There is a curious tendency in conventional medicine to label a set of symptoms as a disease. For example, I recently spotted a poster touting a new drug for osteoporosis. It was written by a drug company and it said this: “Osteoporosis is a disease that causes weak and fragile bones.” The poster went on to say that you need a particular drug to counteract this “disease.”
Yet the language is all backward. Osteoporosis is not a disease that causes weak bones. Osteoporosis is the name given to a diagnosis of weak bones. In other words, the weak bones happened first, and then the diagnosis followed.
Another drug company defines osteoporosis as “the disease that causes bones to become thinner.” Again, the cause and effect are reversed. And that’s how drug companies want people to think about diseases and symptoms: First you “get” the disease, then you are “diagnosed” just in time to take an expensive new drug for the rest of your life.
But it’s all hogwash. There is no such disease as osteoporosis. It’s just a name for a pattern of symptoms that indicate you’ve let your bones get fragile. And to treat it, western doctors will give you prescriptions for drugs that claim to make your bones less brittle.

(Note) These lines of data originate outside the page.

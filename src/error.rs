//! Domain-specific error types for the provisioning engine.
//!
//! Internal modules return typed errors (e.g., [`ConfigError`], [`UnitError`])
//! while command handlers at the CLI boundary convert them to
//! [`anyhow::Error`] via the standard `?` operator.
//!
//! # Error hierarchy
//!
//! ```text
//! ProvisionError
//! ├── Config(ConfigError)     — config file parsing and value validation
//! ├── Unit(UnitError)         — unit execution and prerequisite issues
//! ├── Resource(ResourceError) — file edits, packages, symlinks, permissions
//! └── Platform(PlatformError) — platform probing failures
//! ```

// Error variants are part of the public API; not every variant is constructed
// by the current code paths.
#![allow(dead_code)]

use thiserror::Error;

/// Top-level error type for the provisioning engine.
///
/// Aggregates domain-specific sub-errors and is convertible to
/// [`anyhow::Error`] for use at CLI command boundaries.
#[derive(Error, Debug)]
pub enum ProvisionError {
    /// Configuration-related error (parsing, validation, I/O).
    #[error("configuration error: {0}")]
    Config(#[from] ConfigError),

    /// Unit execution error (failure, missing prerequisite, timeout).
    #[error("unit error: {0}")]
    Unit(#[from] UnitError),

    /// Resource operation error (file edit, package install, symlink).
    #[error("resource error: {0}")]
    Resource(#[from] ResourceError),

    /// Platform probing error.
    #[error("platform error: {0}")]
    Platform(#[from] PlatformError),
}

/// Errors that arise from configuration loading and resolution.
#[derive(Error, Debug)]
pub enum ConfigError {
    /// The config file exists but is not parseable JSON.
    #[error("invalid JSON in {path}: {message}")]
    Parse {
        /// Path of the unparseable file.
        path: String,
        /// Parser diagnostic.
        message: String,
    },

    /// A value failed validation after parsing.
    #[error("invalid value for '{key}': {message}")]
    InvalidValue {
        /// Dotted key path of the offending setting.
        key: String,
        /// Human-readable reason.
        message: String,
    },

    /// An I/O error occurred while reading a config file.
    #[error("IO error reading config file {path}: {source}")]
    Io {
        /// Path to the file that could not be read.
        path: String,
        /// Underlying I/O error.
        source: std::io::Error,
    },
}

/// Errors that arise during unit execution.
#[derive(Error, Debug)]
pub enum UnitError {
    /// A unit failed to execute.
    #[error("unit '{unit}' failed: {reason}")]
    ExecutionFailed {
        /// Name of the unit that failed.
        unit: String,
        /// Human-readable reason for the failure.
        reason: String,
    },

    /// A unit was skipped because a prerequisite unit failed.
    #[error("unit '{unit}' skipped: prerequisite '{prerequisite}' failed")]
    MissingPrerequisite {
        /// Name of the skipped unit.
        unit: String,
        /// Name of the failed prerequisite.
        prerequisite: String,
    },

    /// A unit's child process exceeded the per-run deadline.
    #[error("unit '{unit}' timed out after {seconds}s")]
    Timeout {
        /// Name of the unit that timed out.
        unit: String,
        /// Deadline that was exceeded.
        seconds: u64,
    },
}

/// Errors that arise from resource operations.
#[derive(Error, Debug)]
pub enum ResourceError {
    /// A symlink operation failed.
    #[error("symlink error: {0}")]
    Symlink(String),

    /// A package installation failed.
    #[error("package installation failed: {package}")]
    PackageInstall {
        /// Name of the package that could not be installed.
        package: String,
        /// Underlying error from the package manager.
        source: Box<dyn std::error::Error + Send + Sync>,
    },

    /// A file permission change failed.
    #[error("file permission error: {path}")]
    Permission {
        /// Path of the file whose permissions could not be changed.
        path: String,
    },

    /// A required file was not found.
    #[error("file not found: {0}")]
    NotFound(String),
}

/// Errors that arise from platform probing.
#[derive(Error, Debug)]
pub enum PlatformError {
    /// No supported package manager was found on PATH.
    #[error("no supported package manager detected")]
    NoPackageManager,

    /// Platform detection failed (e.g., unreadable os-release).
    #[error("platform detection failed: {0}")]
    DetectionFailed(String),
}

We should really call it Brittle Bones Disease, and describe the treatment in plain language – exercise, vitamin D, mineral supplements with calcium and strontium, natural sunlight, and the avoidance of substances like soft drinks, white flour, and added sugars, which strip away bone mass.
Diabetes is another condition given a complex name that puts its solution out of reach of the average patient. Type 2 diabetes isn’t technically a disease. It’s just a natural metabolic side effect of consuming refined carbohydrates and added sugars in large quantities without engaging in regular physical exercise.
The name “diabetes” is meaningless to the average person. It should be called Excessive Sugar Disease. If it were called Excessive Sugar Disease, the solution to it would be rather apparent.
Cancer is another disease named after its symptom. To this day, most doctors and patients still believe that cancer is a physical thing: a tumor. In reality, a tumor is only a side effect of cancer, not its cause. A tumor is simply a physical manifestation of a cancer pattern that is expressed by the body.